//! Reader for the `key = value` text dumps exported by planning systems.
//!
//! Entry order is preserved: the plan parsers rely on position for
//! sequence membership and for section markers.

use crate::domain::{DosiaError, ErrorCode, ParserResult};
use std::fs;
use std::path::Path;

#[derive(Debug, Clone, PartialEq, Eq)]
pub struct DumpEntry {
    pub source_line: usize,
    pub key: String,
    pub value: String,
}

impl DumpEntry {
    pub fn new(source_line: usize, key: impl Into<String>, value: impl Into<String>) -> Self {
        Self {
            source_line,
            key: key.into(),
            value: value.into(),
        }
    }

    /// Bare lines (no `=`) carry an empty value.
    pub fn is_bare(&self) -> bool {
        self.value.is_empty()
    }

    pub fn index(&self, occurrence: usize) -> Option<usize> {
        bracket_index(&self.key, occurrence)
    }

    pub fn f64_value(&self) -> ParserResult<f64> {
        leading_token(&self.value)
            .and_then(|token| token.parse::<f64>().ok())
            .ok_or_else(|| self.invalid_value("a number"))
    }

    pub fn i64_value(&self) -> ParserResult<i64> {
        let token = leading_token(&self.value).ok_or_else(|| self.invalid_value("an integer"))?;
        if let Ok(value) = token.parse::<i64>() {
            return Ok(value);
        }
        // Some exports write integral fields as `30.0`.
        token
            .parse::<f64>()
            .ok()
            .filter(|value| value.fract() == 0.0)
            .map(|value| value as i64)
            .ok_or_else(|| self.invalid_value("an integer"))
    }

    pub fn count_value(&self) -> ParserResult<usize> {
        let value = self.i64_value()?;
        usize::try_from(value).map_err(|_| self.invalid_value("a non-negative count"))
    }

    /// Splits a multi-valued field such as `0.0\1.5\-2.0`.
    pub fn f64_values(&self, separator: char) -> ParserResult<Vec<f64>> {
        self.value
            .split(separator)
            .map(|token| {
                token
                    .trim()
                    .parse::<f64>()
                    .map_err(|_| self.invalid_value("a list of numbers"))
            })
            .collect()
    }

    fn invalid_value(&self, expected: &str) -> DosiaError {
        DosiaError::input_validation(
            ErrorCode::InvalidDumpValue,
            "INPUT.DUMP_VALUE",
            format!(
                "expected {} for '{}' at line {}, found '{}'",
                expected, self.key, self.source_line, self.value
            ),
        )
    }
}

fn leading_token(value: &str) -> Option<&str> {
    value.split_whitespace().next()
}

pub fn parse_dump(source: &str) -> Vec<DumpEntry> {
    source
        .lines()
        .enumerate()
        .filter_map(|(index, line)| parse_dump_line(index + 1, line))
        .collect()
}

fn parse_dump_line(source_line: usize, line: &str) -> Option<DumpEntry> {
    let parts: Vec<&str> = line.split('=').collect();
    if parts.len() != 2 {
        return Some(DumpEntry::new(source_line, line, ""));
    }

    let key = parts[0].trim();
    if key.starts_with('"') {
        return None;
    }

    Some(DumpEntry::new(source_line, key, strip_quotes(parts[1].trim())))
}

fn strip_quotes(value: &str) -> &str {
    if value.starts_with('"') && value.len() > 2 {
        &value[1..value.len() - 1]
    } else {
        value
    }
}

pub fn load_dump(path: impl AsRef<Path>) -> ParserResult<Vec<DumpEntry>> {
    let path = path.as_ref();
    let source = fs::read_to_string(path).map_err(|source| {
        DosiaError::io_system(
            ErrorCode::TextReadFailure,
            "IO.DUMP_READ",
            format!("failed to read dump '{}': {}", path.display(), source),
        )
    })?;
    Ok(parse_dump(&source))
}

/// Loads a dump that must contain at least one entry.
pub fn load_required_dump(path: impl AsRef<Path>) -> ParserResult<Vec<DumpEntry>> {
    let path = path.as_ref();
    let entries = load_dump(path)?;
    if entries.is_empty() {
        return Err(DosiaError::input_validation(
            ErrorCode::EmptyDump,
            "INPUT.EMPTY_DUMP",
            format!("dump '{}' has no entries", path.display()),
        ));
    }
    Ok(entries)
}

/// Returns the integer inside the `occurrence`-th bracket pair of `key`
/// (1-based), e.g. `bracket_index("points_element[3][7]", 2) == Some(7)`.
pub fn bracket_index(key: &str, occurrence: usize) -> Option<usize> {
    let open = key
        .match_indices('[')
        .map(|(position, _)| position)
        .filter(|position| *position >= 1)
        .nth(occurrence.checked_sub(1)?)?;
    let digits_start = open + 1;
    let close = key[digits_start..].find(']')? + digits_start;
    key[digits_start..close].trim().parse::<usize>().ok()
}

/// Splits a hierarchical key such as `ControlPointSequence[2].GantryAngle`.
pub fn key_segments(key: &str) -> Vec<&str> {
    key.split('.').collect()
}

**ASSIGNMENT**
Tally the lines in the listing that hold "position" and report the number alone.

**ANSWER TO THE EXERCISE**
3